The next question is still from Volker. It's says, "Mark, I'm concerned about your high inventory level. Any plans to reduce this?"

Meganathan Gounder

executive
#18

Thanks, Mr. [indiscernible]. As Geoff alluded to already, we need to rebalance our inventory, and he spoke about scrap. So if you look at how Geoff answered to the previous question, I think it covers your concern around inventory.

Geoffrey Harold Watson

executive
#19

I think, Volker, also that the other issue is on inventory. Our inventory, particularly early last year and in 2021, was focused on short cash cycle products. And those products have one or two steps, maybe three in the production process. However, the margin is very low. When you go to higher-margin products, they have multi-steps in the projects, 5, 6, 7, in like gauge foil up to 15. And so the working capital to support those higher-margin products is a little higher as well. So it's not quite as simple as reducing working capital. You need to look very hard also at the product mix that you have and the return in margin to support that higher inventory level. And certainly, you could see from the results we had in the second half with a higher percentage of high-margin, longer cash cycle products, the return is very good.

Ayanda Mngadi

executive
#20

Our next question is from Nedbank, Shiraz Mohiuddin.
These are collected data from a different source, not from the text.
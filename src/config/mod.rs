//! Configuration module for mclub
//!
//! Provides the CLI arguments, the per-run copy policy and the runtime
//! configuration built from them.

mod settings;

pub use settings::*;
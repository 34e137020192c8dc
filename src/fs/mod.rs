//! File system operations module
//!
//! Source enumeration, the single-file copy primitive and free-space
//! queries for the destination volume.

mod operations;
mod scanner;
mod space;

pub use operations::*;
pub use scanner::*;
pub use space::*;
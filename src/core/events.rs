//! Messages between the copy worker and its observer.
//!
//! Events flow worker → observer only; commands flow observer → worker.
//! No counters are shared between the two sides.

use crate::core::RunSummary;
use std::path::PathBuf;

/// Reported by the worker as the run advances
#[derive(Debug, Clone)]
pub enum CopyEvent {
    /// Plan accepted (space check passed); copying starts
    Planned {
        /// Tasks in the plan, skipped ones included
        files_total: usize,
        /// Bytes that will be written
        bytes_total: u64,
        /// Tasks whose destination will be kept
        skipped: usize,
    },
    /// One task finished (copied, skipped or failed)
    Progress {
        /// Source of the task just handled
        current_file: PathBuf,
        /// Bytes written so far
        bytes_done: u64,
        /// Bytes the plan will write
        bytes_total: u64,
        /// Tasks handled so far
        files_done: usize,
        /// Tasks in the plan
        files_total: usize,
    },
    /// Destination cannot hold the plan; nothing was written
    SpaceCheckFailed {
        /// Bytes the plan needs
        required: u64,
        /// Bytes free on the destination volume
        available: u64,
    },
    /// Run over, with or without per-file errors
    Finished(RunSummary),
    /// Run could not start (bad selection, collision, probe failure)
    Failed(String),
}

impl CopyEvent {
    /// Short name for diagnostics
    pub fn name(&self) -> &'static str {
        match self {
            Self::Planned { .. } => "planned",
            Self::Progress { .. } => "progress",
            Self::SpaceCheckFailed { .. } => "space-check-failed",
            Self::Finished(_) => "finished",
            Self::Failed(_) => "failed",
        }
    }
}

/// Sent by the observer to the worker
#[derive(Debug, Clone, Copy, PartialEq, Eq)]
pub enum WorkerCommand {
    /// Stop after the file currently being copied
    Cancel,
}
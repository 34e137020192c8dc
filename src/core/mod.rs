//! Core copy engine module
//!
//! Provides planning, overwrite policy, the sequential executor, the
//! background worker and the observer-side session state.

mod engine;
mod events;
mod executor;
mod planner;
mod policy;
mod session;
mod summary;

pub use engine::*;
pub use events::*;
pub use executor::*;
pub use planner::*;
pub use policy::*;
pub use session::*;
pub use summary::*;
The question is, congratulations on your financial year 2022 results. Normalized EBITDA margin for 2022 is 4.2%. How successful has the Hulamin Executive Committee been in negotiating price increases to absorb commodity price increases to maintain or grow margins?

Geoffrey Harold Watson

executive
#21

Okay. Thanks for the question. I did cover that in the presentation, but -- very successful. It's been a problem all around the world for all producers of heavy industrial products, construction companies. Everybody has been faced with a significant increase in commodity prices, from steel all the way through to magnesium. We're exactly the same. We have negotiated with our customers as they have negotiated with theirs to pass on these commodity price increases. That wasn't fully effective in 2022. It is fully effective in 2023.

Ayanda Mngadi

executive
#22

Our last question is again from Volker. And the question is, "Mark, I am pleased to see that you are tuning attention to very important issues running Hulamin, such as scrap utilization and better product mix. Well done so far. We have come to the end of the questions.

Geoffrey Harold Watson

executive
#23

Okay. Look, thank you very much for those questions. Thanks for listening to our presentation. I hope you enjoyed it. We're certainly very proud of the results, and I'm very proud of my team. Look forward to talking to you at all -- at the end of H1 with some results then.